5 Things You Need to Know About Body Fat Scales

1. Body Fat Scales Actually Measure Density

Body fat scales measure your body's resistance to a minor electrical impulse that the scale sends out, not actual fat deposits in your body. The electrical current quickly passes unnoticeably through tissue and actually measures body density. The impulse travels faster through muscle than bone or fat. Based on the time it takes for the impulse to travel through the body, a healthcare professional can calculate body fat.

2. Factors Affecting Body Fat Percentage

Results from body fat scales vary based on several factors, including gender, age, fitness level and ethnicity. Accurate measurements of changes in body fat levels depend on taking the body fat reading under similar circumstances every time. Temperature of the skin, position of the body, the amount of food and water in the system and any recent activity can alter the results.

3. Don't Measure the Weight, Measure the Fat

Measuring progress of a weight loss program by keeping track of body weight only rarely results in an accurate reading of body fat loss. Controlling body fat with a diet and exercise plan that increases lean muscle tissue as it decreases body fat is a desirable way to improve health. However, when using only weight as a guideline, you may mistakenly believe that your program is unsuccessful because as muscle increases and fat drops off, your weight might stay relatively the same.

4. Fat Can Have a Negative Impact on Athletes

Athletes who want to reduce the risk of injury, stick to a workout schedule and increase their athletic performance should use body fat scales to measure their body fat percentage regularly. Too much body fat leads to a reduction in the efficiency and speed. Excess body fat also impacts an athlete negatively by affecting his endurance and agility. Too much body fat acts like a dead weight.

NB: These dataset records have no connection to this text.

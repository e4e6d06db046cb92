//! Position computation for traffic graphs.
//!
//! Discrete strategies are pure functions of `(topology, dimensions)` and go
//! through the [`LayoutDispatcher`]; the force simulation in [`physics`] is
//! stepped every tick instead.

mod cache;
mod dns;
pub mod geometry;
pub mod physics;
mod ranked;
mod ring;
mod ring_center;
mod worker;

use std::collections::HashMap;
use std::sync::Arc;

use eframe::egui::Vec2;

use crate::config::LayoutConfig;

pub use cache::{LayoutCache, TopologyKey};
pub use dns::DnsRankLayout;
pub use ranked::{RankedLayout, split_bucket_sizes};
pub use ring::RingLayout;
pub use ring_center::RingCenterLayout;
pub use worker::{DispatchMode, LayoutDispatcher, LayoutJob, LayoutResponse};

#[derive(Clone, Copy, Debug, PartialEq)]
pub struct Dimensions {
    pub width: f32,
    pub height: f32,
}

impl Dimensions {
    pub fn new(width: f32, height: f32) -> Self {
        Self { width, height }
    }
}

impl Default for Dimensions {
    fn default() -> Self {
        Self::new(1440.0, 920.0)
    }
}

#[derive(Clone, Debug, PartialEq)]
pub struct LayoutNode {
    pub name: String,
    pub size: f32,
    /// Relative importance used to order nodes inside a rank.
    pub weight: f64,
    pub position_hint: Option<Vec2>,
    pub rank_hint: Option<usize>,
}

#[derive(Clone, Debug, PartialEq)]
pub struct LayoutEdge {
    pub name: String,
    pub source: String,
    pub target: String,
}

#[derive(Clone, Debug)]
pub struct LayoutInput {
    pub nodes: Vec<LayoutNode>,
    pub edges: Vec<LayoutEdge>,
    pub entry_nodes: Vec<String>,
    pub options: LayoutConfig,
}

#[derive(Clone, Debug, Default, PartialEq)]
pub struct LayoutOutput {
    pub positions: HashMap<String, Vec2>,
    pub ranks: HashMap<String, usize>,
    pub columns: HashMap<String, usize>,
}

impl LayoutOutput {
    pub(crate) fn restricted_to<'a>(&self, names: impl Iterator<Item = &'a str>) -> Self {
        let mut output = Self::default();
        for name in names {
            if let Some(position) = self.positions.get(name) {
                output.positions.insert(name.to_owned(), *position);
            }
            if let Some(rank) = self.ranks.get(name) {
                output.ranks.insert(name.to_owned(), *rank);
            }
            if let Some(column) = self.columns.get(name) {
                output.columns.insert(name.to_owned(), *column);
            }
        }
        output
    }
}

/// A discrete layout: given the visible topology and the viewport, produce a
/// position for every node. Implementations must be callable from a worker
/// thread.
pub trait LayoutStrategy: Send + Sync {
    fn name(&self) -> &'static str;
    fn run(&self, input: &LayoutInput, dimensions: Dimensions) -> LayoutOutput;
}

#[derive(Clone, Copy, Debug, PartialEq, Eq)]
pub enum LayoutKind {
    Ranked,
    RingCenter,
    Ring,
    DnsRank,
}

impl LayoutKind {
    pub fn strategy(self, cache: &Arc<LayoutCache>) -> Arc<dyn LayoutStrategy> {
        match self {
            Self::Ranked => Arc::new(RankedLayout::new(Arc::clone(cache))),
            Self::RingCenter => Arc::new(RingCenterLayout),
            Self::Ring => Arc::new(RingLayout),
            Self::DnsRank => Arc::new(DnsRankLayout),
        }
    }
}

5. You Do Need Some Body Fat

Work with a health care professional to determine how much body fat to lose. Two different types of body fat, storage fat and essential body fat, comprise the total body fat percentage determined by the body fat scale. Essential body fat is just that; it allows the body to function normally. Storage fat is found just under the skin and should be the only fat reduced in a fat-loss program. Essential body fat should remain at around 12 percent of total body fat for women and about 3 percent for men. Check with your doctor to find out your ideal body fat percentage.